Segment Start: Supplied material

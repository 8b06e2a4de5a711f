use crate::errors::ConfigError;
use serde::{Deserialize, Serialize};
use std::path::{Component, Path, PathBuf};

pub const DEFAULT_CONFIG_FILE: &str = "attest.yaml";

/// Explicit harness configuration. Every collaborator (store, generation
/// client, judge) is built from this value; nothing reads process state later.
#[derive(Debug, Clone, Serialize, Deserialize, PartialEq)]
pub struct HarnessConfig {
    #[serde(default = "default_endpoint")]
    pub endpoint: String,
    #[serde(default = "default_model")]
    pub model: String,
    #[serde(default = "default_schema")]
    pub schema: String,
    #[serde(default = "default_db")]
    pub db: PathBuf,
    #[serde(default)]
    pub generation: GenerationSettings,
    #[serde(default)]
    pub judge: JudgeSettings,
    /// Citation allow-list applied to every case in addition to the case's own.
    #[serde(default, skip_serializing_if = "Vec::is_empty")]
    pub known_sources: Vec<String>,
}

impl Default for HarnessConfig {
    fn default() -> Self {
        Self {
            endpoint: default_endpoint(),
            model: default_model(),
            schema: default_schema(),
            db: default_db(),
            generation: GenerationSettings::default(),
            judge: JudgeSettings::default(),
            known_sources: vec![],
        }
    }
}

#[derive(Debug, Clone, Serialize, Deserialize, PartialEq)]
pub struct GenerationSettings {
    #[serde(default = "default_generation_timeout")]
    pub timeout_seconds: u64,
    #[serde(default = "default_generation_temperature")]
    pub temperature: f32,
    #[serde(default = "default_max_tokens")]
    pub max_tokens: u32,
}

impl Default for GenerationSettings {
    fn default() -> Self {
        Self {
            timeout_seconds: default_generation_timeout(),
            temperature: default_generation_temperature(),
            max_tokens: default_max_tokens(),
        }
    }
}

#[derive(Debug, Clone, Serialize, Deserialize, PartialEq)]
pub struct JudgeSettings {
    #[serde(default = "default_true")]
    pub enabled: bool,
    /// Falls back to the generation model when unset.
    #[serde(default, skip_serializing_if = "Option::is_none")]
    pub model: Option<String>,
    #[serde(default = "default_judge_timeout")]
    pub timeout_seconds: u64,
    #[serde(default)]
    pub temperature: f32,
}

impl Default for JudgeSettings {
    fn default() -> Self {
        Self {
            enabled: true,
            model: None,
            timeout_seconds: default_judge_timeout(),
            temperature: 0.0,
        }
    }
}

fn default_endpoint() -> String {
    "http://localhost:11434/api/chat".into()
}
fn default_model() -> String {
    "llama3.1:8b".into()
}
fn default_schema() -> String {
    "main".into()
}
fn default_db() -> PathBuf {
    PathBuf::from(".attest/attest.db")
}
fn default_generation_timeout() -> u64 {
    180
}
fn default_generation_temperature() -> f32 {
    0.2
}
fn default_max_tokens() -> u32 {
    2048
}
fn default_judge_timeout() -> u64 {
    60
}
fn default_true() -> bool {
    true
}

impl HarnessConfig {
    pub fn judge_model(&self) -> &str {
        self.judge.model.as_deref().unwrap_or(&self.model)
    }

    pub fn validate(&self) -> Result<(), ConfigError> {
        if self.endpoint.trim().is_empty() {
            return Err(ConfigError("endpoint must not be empty".into()));
        }
        if !self.endpoint.starts_with("http://") && !self.endpoint.starts_with("https://") {
            return Err(ConfigError(format!(
                "endpoint must be an http(s) URL, got '{}'",
                self.endpoint
            )));
        }
        if self.model.trim().is_empty() {
            return Err(ConfigError("model must not be empty".into()));
        }
        if !is_valid_schema_name(&self.schema) {
            return Err(ConfigError(format!(
                "schema '{}' is not a valid identifier (letters, digits, underscore)",
                self.schema
            )));
        }
        if self.generation.timeout_seconds == 0 || self.judge.timeout_seconds == 0 {
            return Err(ConfigError("timeouts must be at least 1 second".into()));
        }
        Ok(())
    }
}

pub fn is_valid_schema_name(s: &str) -> bool {
    let mut chars = s.chars();
    match chars.next() {
        Some(c) if c.is_ascii_alphabetic() || c == '_' => {}
        _ => return false,
    }
    chars.all(|c| c.is_ascii_alphanumeric() || c == '_')
}

/// Loads `attest.yaml`. A missing file yields defaults; unknown keys are
/// reported (or rejected in strict mode). Relative `db` paths resolve
/// against the config file's directory.
pub fn load_config(path: &Path, strict: bool) -> Result<HarnessConfig, ConfigError> {
    if !path.exists() {
        tracing::debug!(path = %path.display(), "config file not found, using defaults");
        return Ok(HarnessConfig::default());
    }

    let raw = std::fs::read_to_string(path)
        .map_err(|e| ConfigError(format!("failed to read config {}: {}", path.display(), e)))?;

    let mut ignored_keys = Vec::new();
    let deserializer = serde_yaml::Deserializer::from_str(&raw);
    let mut cfg: HarnessConfig = serde_ignored::deserialize(deserializer, |p| {
        ignored_keys.push(p.to_string());
    })
    .map_err(|e| ConfigError(format!("failed to parse YAML: {}", e)))?;

    if !ignored_keys.is_empty() {
        if strict {
            return Err(ConfigError(format!(
                "Unknown fields detected in strict mode: {:?} (file: {})",
                ignored_keys,
                path.display()
            )));
        }
        tracing::warn!(keys = ?ignored_keys, "ignored unknown config fields");
    }

    if cfg.db.is_relative() {
        let base = path.parent().unwrap_or(Path::new("."));
        cfg.db = resolve_relative(base, &cfg.db);
    }

    Ok(cfg)
}

fn resolve_relative(base: &Path, rel: &Path) -> PathBuf {
    let mut out = PathBuf::new();
    for c in base.join(rel).components() {
        match c {
            Component::CurDir => {}
            Component::ParentDir => {
                out.pop();
            }
            other => out.push(other.as_os_str()),
        }
    }
    if out.as_os_str().is_empty() {
        PathBuf::from(".")
    } else {
        out
    }
}

pub const SAMPLE_CONFIG: &str = r#"endpoint: "http://localhost:11434/api/chat"
model: "llama3.1:8b"
schema: main
db: ".attest/attest.db"
generation:
  timeout_seconds: 180
  temperature: 0.2
  max_tokens: 2048
judge:
  enabled: true
  timeout_seconds: 60
known_sources:
  - "North American Spine Society"
  - "American College of Radiology"
"#;

pub fn write_sample_config(path: &Path) -> Result<(), ConfigError> {
    std::fs::write(path, SAMPLE_CONFIG)
        .map_err(|e| ConfigError(format!("failed to write sample config: {}", e)))
}

#[cfg(test)]
mod tests {
    use super::*;

    #[test]
    fn test_sample_config_parses_and_validates() {
        let cfg: HarnessConfig = serde_yaml::from_str(SAMPLE_CONFIG).unwrap();
        cfg.validate().unwrap();
        assert_eq!(cfg.schema, "main");
        assert_eq!(cfg.judge_model(), "llama3.1:8b");
        assert_eq!(cfg.known_sources.len(), 2);
    }

    #[test]
    fn test_schema_names() {
        assert!(is_valid_schema_name("main"));
        assert!(is_valid_schema_name("eval_2024"));
        assert!(!is_valid_schema_name("1eval"));
        assert!(!is_valid_schema_name("eval; DROP TABLE runs"));
        assert!(!is_valid_schema_name(""));
    }

    #[test]
    fn test_missing_file_gives_defaults() {
        let cfg = load_config(Path::new("/nonexistent/attest.yaml"), true).unwrap();
        assert_eq!(cfg, HarnessConfig::default());
    }

    #[test]
    fn test_relative_db_resolves_against_config_dir() {
        let dir = tempfile::tempdir().unwrap();
        let path = dir.path().join("attest.yaml");
        std::fs::write(&path, "db: ./data/../runs.db\n").unwrap();
        let cfg = load_config(&path, false).unwrap();
        assert_eq!(cfg.db, dir.path().join("runs.db"));
    }

    #[test]
    fn test_strict_rejects_unknown_keys() {
        let dir = tempfile::tempdir().unwrap();
        let path = dir.path().join("attest.yaml");
        std::fs::write(&path, "model: m\nparallel: 4\n").unwrap();
        let err = load_config(&path, true).unwrap_err();
        assert!(err.to_string().contains("parallel"));
        assert!(load_config(&path, false).is_ok());
    }

    #[test]
    fn test_validate_rejects_bad_endpoint() {
        let cfg = HarnessConfig {
            endpoint: "localhost:11434".into(),
            ..Default::default()
        };
        assert!(cfg.validate().is_err());
    }
}
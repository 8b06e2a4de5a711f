pub mod config;
pub mod engine;
pub mod errors;
pub mod fixtures;
pub mod judge;
pub mod metrics_api;
pub mod model;
pub mod providers;
pub mod report;
pub mod safety;
pub mod storage;
use crate::engine::RunArtifacts;
use crate::model::{EvalResult, EvalRun, RunSummary};
use crate::safety::Severity;

pub fn print_no_cases() {
    eprintln!("No active test cases found (0 cases).");
    eprintln!("hint: seed the golden fixtures first: attest seed --fixtures fixtures.yaml");
}

pub fn print_summary(artifacts: &RunArtifacts) {
    for r in &artifacts.results {
        print_result_line(r);
    }
    eprintln!();
    eprintln!("Run #{} \"{}\"", artifacts.run_id, artifacts.name);
    print_summary_block(&artifacts.summary);
}

pub fn print_summary_block(s: &RunSummary) {
    eprintln!(
        "Cases: total={} completed={} failed={} lost={}",
        s.total_cases, s.completed_cases, s.failed_cases, s.lost_cases
    );
    eprintln!(
        "Means: coverage={:.3} accuracy={:.3} format={:.3} completeness={:.3} judge={:.2}",
        s.avg_coverage, s.avg_accuracy, s.avg_format, s.avg_completeness, s.avg_judge
    );
    eprintln!(
        "Safety: failing_letters={} critical_findings={}",
        s.safety_failures, s.critical_findings
    );
}

pub fn print_result_line(r: &EvalResult) {
    if r.is_error() {
        eprintln!("ERROR [{}]: {}", r.test_case_id, r.generated_text);
        return;
    }

    let severity = r
        .safety
        .as_ref()
        .map(|s| s.severity)
        .unwrap_or(Severity::Safe);
    let tag = match severity {
        Severity::Safe => "OK",
        Severity::Warning => "WARN",
        Severity::Critical => "CRITICAL",
    };

    eprintln!(
        "{} [{}]: coverage={} accuracy={} format={} completeness={} judge={} ({})",
        tag,
        r.test_case_id,
        fmt_score(r.coverage),
        fmt_score(r.accuracy),
        fmt_score(r.format),
        fmt_score(r.completeness),
        r.judge_score
            .map(|s| s.to_string())
            .unwrap_or_else(|| "-".into()),
        fmt_latency(r.latency_ms),
    );

    if let Some(safety) = &r.safety {
        for f in &safety.findings {
            eprintln!("    {} {}: {}", f.kind.as_str(), f.value, f.explanation);
        }
    }
}

pub fn print_runs(runs: &[EvalRun]) {
    if runs.is_empty() {
        eprintln!("No runs recorded yet.");
        return;
    }
    for run in runs {
        let means = run
            .summary
            .as_ref()
            .map(|s| {
                format!(
                    "cases={} cov={:.2} acc={:.2} fmt={:.2} cmp={:.2} judge={:.1}",
                    s.completed_cases,
                    s.avg_coverage,
                    s.avg_accuracy,
                    s.avg_format,
                    s.avg_completeness,
                    s.avg_judge
                )
            })
            .unwrap_or_default();
        println!(
            "#{:<4} {:<10} {:<9} {:<32} {}",
            run.id,
            run.status.as_str(),
            run.kind.as_str(),
            run.name,
            means
        );
    }
}

fn fmt_score(v: Option<f64>) -> String {
    v.map(|v| format!("{:.2}", v)).unwrap_or_else(|| "-".into())
}

fn fmt_latency(ms: Option<u64>) -> String {
    match ms {
        Some(ms) => format!("{:.1}s", ms as f64 / 1000.0),
        None => "-".into(),
    }
}
pub const GITIGNORE: &str = "/.attest/\n*.db\n*.db-shm\n*.db-wal\n/run.json\n";
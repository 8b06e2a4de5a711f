use attest_core::metrics_api::MetricInput;
use attest_core::safety::{CheckOutcome, FindingKind, SafetyCheck, SafetyFinding};
use regex::Regex;
use std::sync::OnceLock;

const MIN_CANDIDATE_LEN: usize = 3;

const STOPLIST: &[&str] = &[
    "the", "this", "that", "these", "those", "our", "your", "his", "her", "their", "its",
    "which", "what", "each", "any", "all", "and", "for", "with", "from",
];

/// Proper-noun run: up to six capitalized tokens.
const NAME: &str = r"[A-Z][A-Za-z0-9&'\-]*(?:\s+(?:of\s+|for\s+|and\s+|&\s+)?[A-Z][A-Za-z0-9&'\-]*){0,5}";

fn patterns() -> &'static [Regex] {
    static RE: OnceLock<Vec<Regex>> = OnceLock::new();
    RE.get_or_init(|| {
        [
            format!(r"\b(?i:per|according\s+to)\s+(?:(?i:the)\s+)?({})", NAME),
            format!(r"\b(?i:guidelines?)\s+(?i:from|by|of)\s+(?:(?i:the)\s+)?({})", NAME),
            r"\b(?i:study|studies|trial)\s+(?i:by)\s+([A-Z][A-Za-z'\-]+(?:\s+et\s+al\.?)?)".to_string(),
            r"\(([A-Z][A-Za-z'\-]+(?:\s+et\s+al\.?)?(?:\s+(?:and|&)\s+[A-Z][A-Za-z'\-]+)?),\s*(?:19|20)\d{2}[a-z]?\)"
                .to_string(),
        ]
        .iter()
        .map(|p| Regex::new(p).unwrap())
        .collect()
    })
}

/// Citation-like phrases, trimmed, filtered and deduplicated case-insensitively.
pub fn citation_candidates(letter: &str) -> Vec<String> {
    let mut out: Vec<String> = Vec::new();
    for re in patterns() {
        for caps in re.captures_iter(letter) {
            let Some(m) = caps.get(1) else { continue };
            let candidate = m.as_str().trim().trim_end_matches(['.', ',', ';', ':']).trim();
            if candidate.chars().count() < MIN_CANDIDATE_LEN {
                continue;
            }
            let lower = candidate.to_lowercase();
            if STOPLIST.contains(&lower.as_str()) {
                continue;
            }
            if out.iter().any(|c| c.to_lowercase() == lower) {
                continue;
            }
            out.push(candidate.to_string());
        }
    }
    out
}

fn is_known(candidate: &str, known_sources: &[String]) -> bool {
    let c = candidate.to_lowercase();
    known_sources
        .iter()
        .map(|s| s.trim().to_lowercase())
        .filter(|s| !s.is_empty())
        .any(|s| s.contains(&c) || c.contains(&s))
}

/// Without known sources every candidate is an unverified warning; with
/// them, anything unmatched is fabricated.
pub struct CitationCheck;

impl SafetyCheck for CitationCheck {
    fn name(&self) -> &'static str {
        "citations"
    }

    fn check(&self, input: &MetricInput<'_>, known_sources: &[String]) -> CheckOutcome {
        let candidates = citation_candidates(input.letter);
        let have_sources = known_sources.iter().any(|s| !s.trim().is_empty());

        let mut passed = true;
        let mut findings = Vec::new();
        for c in candidates {
            if !have_sources {
                findings.push(SafetyFinding::new(
                    FindingKind::UnverifiedCitation,
                    c.as_str(),
                    format!("citation \"{}\" could not be verified (no known sources)", c),
                ));
            } else if !is_known(&c, known_sources) {
                passed = false;
                findings.push(SafetyFinding::new(
                    FindingKind::FabricatedCitation,
                    c.as_str(),
                    format!("citation \"{}\" matches no known source", c),
                ));
            }
        }
        if !passed {
            tracing::debug!(count = findings.len(), "fabricated citations");
        }
        CheckOutcome { passed, findings }
    }
}

#[cfg(test)]
mod tests {
    use super::*;
    use crate::safety::case_with;

    const LETTER: &str = "According to the North American Spine Society guidelines, surgery is \
        indicated. Per InterQual criteria the request is met (Smith, 2019). A study by Jones et al. \
        supports this.";

    #[test]
    fn test_candidates() {
        assert_eq!(
            citation_candidates(LETTER),
            vec!["North American Spine Society", "InterQual", "Jones et al", "Smith"]
        );
    }

    #[test]
    fn test_stoplist_and_min_length() {
        assert!(citation_candidates("Per the patient's report. Per This. Per AB.").is_empty());
    }

    #[test]
    fn test_unverified_without_sources() {
        let tc = case_with(&[], &[]);
        let out = CitationCheck.check(&MetricInput::new(LETTER, &tc), &[]);
        assert!(out.passed);
        assert_eq!(out.findings.len(), 4);
        assert!(out
            .findings
            .iter()
            .all(|f| f.kind == FindingKind::UnverifiedCitation));
    }

    #[test]
    fn test_fabricated_with_sources() {
        let tc = case_with(&[], &[]);
        let known = vec![
            "NASS Coverage Policy: North American Spine Society".to_string(),
            "InterQual".to_string(),
        ];
        let out = CitationCheck.check(&MetricInput::new(LETTER, &tc), &known);
        assert!(!out.passed);
        let fabricated: Vec<_> = out.findings.iter().map(|f| f.value.as_str()).collect();
        assert_eq!(fabricated, vec!["Jones et al", "Smith"]);
        assert!(out
            .findings
            .iter()
            .all(|f| f.kind == FindingKind::FabricatedCitation));
    }

    #[test]
    fn test_substring_match_either_direction() {
        assert!(is_known("InterQual 2024 Criteria", &["interqual".to_string()]));
        assert!(is_known("MCG", &["MCG Health Guidelines".to_string()]));
        assert!(!is_known("Smith", &["  ".to_string()]));
    }
}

Segment End: Supplied material

# [What is needed]
The answer must be every line from the records above that contains "found".

# [Answer]
        tracing::debug!(path = %path.display(), "config file not found, using defaults");
    eprintln!("No active test cases found (0 cases).");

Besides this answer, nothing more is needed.